WGM Engineering was tasked by Scottish Water to provide emergency provision of an overpumping system to transfer the settled sewage from the primary settlement tanks to the aeration lanes. Initially, two submersible pumps and hosing were installed at the screw pump chamber, this was primarily to keep flows to the aeration lanes on a temporary set up.
A number of modifications were made following the initial emergency response to the overpumping system. Originally, we installed Bauer flexible hoses, before obtaining and installing an improved and larger 18” bore steel fixed pipework system, that could cater to all incoming flow events. With high rainfall potentially backing up upstream, the stop logs were altered in height, but could not alleviate the flow without impairing on the performance of the pumps. Additional submersible pumps and pipework were required to cope with storm events.
Once all installed and fine-tuned, this new over-pumping arrangement was successfully monitored and maintained throughout the rest of the dismantling and rebuild phases of the screw pump project by WGM Engineering.
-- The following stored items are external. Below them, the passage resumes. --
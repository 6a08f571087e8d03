// Copyright Amazon.com, Inc. or its affiliates. All Rights Reserved.
// SPDX-License-Identifier: Apache-2.0

//! A deterministic virtual-time access network
//!
//! Terminals estimate their demand and send capacity requests, the gateway
//! admits them once per superframe and the granted slots carry ARQ frames over
//! a lossy return link. All components are driven by polling their timers at
//! the earliest expiration.

use crate::{scenario::Scenario, stats::Report, Result};
use anyhow::{anyhow, Context as _};
use bytes::Bytes;
use dama_core::{
    address::Address,
    arq::Encapsulator,
    control::{CapacityRequest, Category, Message},
    encapsulation::MAX_PACKET_BYTES,
    event,
    frame::{AllocationRequest, FrameAllocator, RcDemand, Tbtp, UtAllocInfoMap},
    queue::Statistics,
    request::RequestManager,
    service::{self, RcIndex},
    superframe::SuperframeAllocator,
    time::{
        testing as clock,
        timer::{self, Provider as _},
        Duration, Timestamp,
    },
};
use rand::{rngs::StdRng, Rng, SeedableRng};
use std::{cell::RefCell, collections::BTreeMap, rc::Rc};
use tracing::{debug, info, trace};

const GATEWAY: Address = Address::from_node_id(0);

type Outbox = Rc<RefCell<Vec<(Message, Address)>>>;

fn outbox() -> (Outbox, impl FnMut(Message, Address) + 'static) {
    let outbox: Outbox = Default::default();
    let sink = outbox.clone();
    (outbox, move |message: Message, destination: Address| {
        sink.borrow_mut().push((message, destination));
    })
}

/// Runs `scenario` with the given seed and returns its report
pub fn simulate(scenario: &Scenario, seed: u64) -> Result<Report> {
    clock::reset();
    let network = Network::new(scenario, seed)?;
    network.run()
}

/// Offered traffic of one request class
#[derive(Debug)]
struct Source {
    packet_bytes: usize,
    interval: Duration,
    next_arrival: Timestamp,
}

impl Source {
    fn jitter(&self, rng: &mut StdRng) -> Duration {
        self.interval
            .mul_f64(rng.gen_range(0.5..1.5))
            .max(Duration::from_micros(1))
    }

    fn packet_len(&self, rng: &mut StdRng) -> usize {
        let low = (self.packet_bytes / 2).max(1);
        let high = (self.packet_bytes * 3 / 2).max(low);
        rng.gen_range(low..=high).min(MAX_PACKET_BYTES)
    }
}

/// One ARQ protected flow between a terminal and the gateway
struct Flow {
    rc: RcIndex,
    statistics: Rc<RefCell<Statistics>>,
    uplink: Encapsulator,
    downlink: Encapsulator,
    acks: Outbox,
    source: Option<Source>,
}

impl Flow {
    /// Mirrors the ARQ backlog into the queue statistics sampled by the
    /// request manager
    fn sync_queue(&mut self, manager: &mut RequestManager) {
        let backlog = self.uplink.tx_buffer_size_in_bytes() as u32;
        let mut statistics = self.statistics.borrow_mut();
        let queued = statistics.queue_size_bytes();

        if backlog > queued {
            let event = statistics.on_enqueue(backlog - queued);
            manager.on_queue_event(event, self.rc);
        } else if backlog < queued {
            statistics.on_dequeue(queued - backlog);
        }
    }
}

struct Terminal {
    address: Address,
    control_slot: bool,
    services: service::Config,
    manager: RequestManager,
    outbox: Outbox,
    flows: Vec<Flow>,
}

/// Demand the gateway holds for one request class of a terminal
#[derive(Clone, Debug, Default)]
struct Demand {
    rbdc_kbps: u32,
    vbdc_bytes: u32,
}

struct Gateway {
    allocator: SuperframeAllocator,
    demand: BTreeMap<Address, Vec<Demand>>,
    cno: BTreeMap<Address, f64>,
    superframe_counter: u32,
}

impl Gateway {
    fn on_capacity_request(&mut self, terminal: Address, request: &CapacityRequest) {
        if let Some(cno) = request.cno_estimate() {
            self.cno.insert(terminal, cno);
        }

        let demand = self.demand.entry(terminal).or_default();
        for element in request.elements() {
            let rc = element.rc as usize;
            if demand.len() <= rc {
                demand.resize_with(rc + 1, Default::default);
            }
            let entry = &mut demand[rc];
            match element.category {
                Category::Rbdc => entry.rbdc_kbps = element.value,
                Category::Vbdc => {
                    entry.vbdc_bytes = entry
                        .vbdc_bytes
                        .saturating_add(element.value.saturating_mul(1000))
                }
                Category::Avbdc => entry.vbdc_bytes = element.value.saturating_mul(1000),
                Category::Cra => {}
            }
        }
    }

    fn demand(&self, terminal: Address, rc: RcIndex) -> Demand {
        self.demand
            .get(&terminal)
            .and_then(|demand| demand.get(rc as usize))
            .cloned()
            .unwrap_or_default()
    }

    /// Payload of a slot, zero for slots of unknown frames or waveforms
    fn payload_bytes(&self, frame_id: u8, waveform_id: u32) -> u32 {
        self.allocator
            .frames()
            .iter()
            .find(|frame| frame.config().id() == frame_id)
            .and_then(|frame| frame.config().waveform(waveform_id))
            .map_or(0, |waveform| waveform.payload_bytes)
    }
}

struct Network {
    terminals: Vec<Terminal>,
    gateway: Gateway,
    rng: StdRng,
    events: (Report, event::tracing::Subscriber),
    superframe: Duration,
    tbtp_max_bytes: usize,
    rc_based: bool,
    frame_loss: f64,
    ack_loss: f64,
    now: Timestamp,
    next_superframe: Timestamp,
    end: Timestamp,
}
To resolve the issues which have occurred at Laighpark Pumping Station, design and replacement of the screw pumps with a new set of pumps and associated motors/gearbox were assigned. Remedial works also planned during this time for WGM Engineering Ltd to update the inlet works to the screw pumps, including hand-railing, penstocks and FOC actuators. WGM Engineering, the principal contractor role, successfully managed and supervised the removal and destruction of the old screw pumps arrangement
This included site establishment for the duration of the works, cleaning out and preparing the pump chamber for entry, removal of the old screw pumps and destruction of the original gearbox and motor plinths
Dry and wet testing confirmed both screw pumps were satisfactorily tested and proven to meet the design flow of 2,500 l/s. The new screw pump design arrangement did make for some changes to the original pump system at Laighpark, choosing direct drive instead of pulley driven provided for a beneficial and more economical power consumption for Scottish Water, the only physical impact being that hand-railing was required to be installed under the motors for head protection, a minor impact compared to the savings provided.
An inside perspective from
We immediately established who/what we required and who owned and delivered the actions. Communication throughout was superb, my team felt engaged, part of the delivery team, this was a real demonstration of what collaboration should look like. All managed to the highest standards with the health and wellbeing of our people at the forefront of our goal.